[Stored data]
+---+

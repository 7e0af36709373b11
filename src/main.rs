mod config;
mod error;
mod food;
mod game;
mod grid;
mod input;
mod score;
mod snake;
mod term;

use std::fs::File;

use anyhow::{Context, Result};
use log::{error, info};
use simplelog::WriteLogger;

use crate::config::GameConfig;
use crate::game::SnakeGame;
use crate::score::HighScoreStore;
use crate::term::{TermBell, TermManager};

fn main() -> Result<()> {
    let config = GameConfig::default();

    // stdout belongs to the game screen, so logs go to a file
    let log_file = File::create(&config.log_path)
        .with_context(|| format!("Failed to create log file {}", config.log_path.display()))?;
    WriteLogger::init(config.log_level, simplelog::Config::default(), log_file)
        .context("Failed to initialize logger")?;

    info!("Starting snake");

    let (cols, rows) = crossterm::terminal::size().context("Failed to read terminal size")?;
    let config = config.fit_to_terminal(cols, rows);
    let store = HighScoreStore::new(&config.high_score_path);
    let mut game = SnakeGame::new(&config, store, TermBell::new());
    let grid = game.grid();
    info!("Field is {}x{} with cell size {}", grid.width(), grid.height(), grid.cell());

    let mut term = TermManager::new(*grid).context("Failed to open terminal")?;
    term.setup().context("Failed to set up terminal")?;

    let result = game::run(&mut game, &mut term);

    // Always give the terminal back, even if the game failed
    if let Err(err) = term.restore() {
        error!("Failed to restore terminal: {}", err);
    }

    if let Err(err) = &result {
        error!("Game stopped: {}", err);
    }

    result.context("Game stopped")
}
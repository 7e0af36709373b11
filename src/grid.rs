use crate::snake::Direction::{self, *};

pub type Coord = i32;

/// A grid position. Both coordinates are multiples of the cell size.
#[derive(Debug, Copy, Clone, PartialEq, Eq, Hash)]
pub struct Point {
    pub x: Coord,
    pub y: Coord,
}

impl Point {
    pub const fn new(x: Coord, y: Coord) -> Self {
        Point { x, y }
    }
}

/// The playfield. Edges wrap around, so there are no walls.
#[derive(Debug, Copy, Clone, PartialEq, Eq)]
pub struct Grid {
    width: Coord,
    height: Coord,
    cell: Coord,
}

impl Grid {
    /// Dimensions are truncated to a multiple of `cell`.
    pub fn new(width: Coord, height: Coord, cell: Coord) -> Self {
        assert!(cell > 0, "cell size must be positive");
        Grid {
            width: width / cell * cell,
            height: height / cell * cell,
            cell,
        }
    }

    pub fn width(&self) -> Coord {
        self.width
    }

    pub fn height(&self) -> Coord {
        self.height
    }

    pub fn cell(&self) -> Coord {
        self.cell
    }

    pub fn cols(&self) -> Coord {
        self.width / self.cell
    }

    pub fn rows(&self) -> Coord {
        self.height / self.cell
    }

    /// The cell closest to the middle of the field.
    pub fn center(&self) -> Point {
        Point::new(self.width / 2 / self.cell * self.cell, self.height / 2 / self.cell * self.cell)
    }

    /// Moves `p` one cell towards `dir`, re-entering from the opposite edge.
    pub fn step(&self, p: Point, dir: Direction) -> Point {
        match dir {
            Up => Point::new(p.x, (p.y - self.cell).rem_euclid(self.height)),
            Down => Point::new(p.x, (p.y + self.cell).rem_euclid(self.height)),
            Left => Point::new((p.x - self.cell).rem_euclid(self.width), p.y),
            Right => Point::new((p.x + self.cell).rem_euclid(self.width), p.y),
        }
    }

    /// Column/row index of a point, for adapters that draw in cells.
    pub fn cell_of(&self, p: Point) -> (Coord, Coord) {
        (p.x / self.cell, p.y / self.cell)
    }
}

#[cfg(test)]
mod tests {
    use super::*;

    #[test]
    fn test_dimensions_truncate_to_cell() {
        let grid = Grid::new(805, 619, 20);
        assert_eq!((grid.width(), grid.height()), (800, 600));
        assert_eq!((grid.cols(), grid.rows()), (40, 30));
    }

    #[test]
    fn test_aligned_dimensions_unchanged() {
        let grid = Grid::new(800, 600, 20);
        assert_eq!((grid.width(), grid.height()), (800, 600));
        assert_eq!(grid.center(), Point::new(400, 300));
    }

    #[test]
    fn test_center_is_cell_aligned() {
        let grid = Grid::new(220, 140, 20);
        assert_eq!(grid.center(), Point::new(100, 60));
    }

    #[test]
    fn test_step_and_back_is_identity() {
        let grid = Grid::new(800, 600, 20);
        let points = [
            Point::new(0, 0),
            Point::new(780, 580),
            Point::new(400, 300),
            Point::new(0, 580),
        ];
        for p in points {
            for dir in [Up, Down, Left, Right] {
                assert_eq!(grid.step(grid.step(p, dir), dir.opposite()), p);
            }
        }
    }

    #[test]
    fn test_wraps_left_edge() {
        let grid = Grid::new(800, 600, 20);
        assert_eq!(grid.step(Point::new(0, 300), Left), Point::new(780, 300));
    }

    #[test]
    fn test_wraps_all_edges() {
        let grid = Grid::new(800, 600, 20);
        assert_eq!(grid.step(Point::new(780, 300), Right), Point::new(0, 300));
        assert_eq!(grid.step(Point::new(100, 0), Up), Point::new(100, 580));
        assert_eq!(grid.step(Point::new(100, 580), Down), Point::new(100, 0));
    }
}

+---+

Above are the records; report each line in them that includes the word "PartialEq".

#[derive(Debug, Copy, Clone, PartialEq, Eq, Hash)]
#[derive(Debug, Copy, Clone, PartialEq, Eq)]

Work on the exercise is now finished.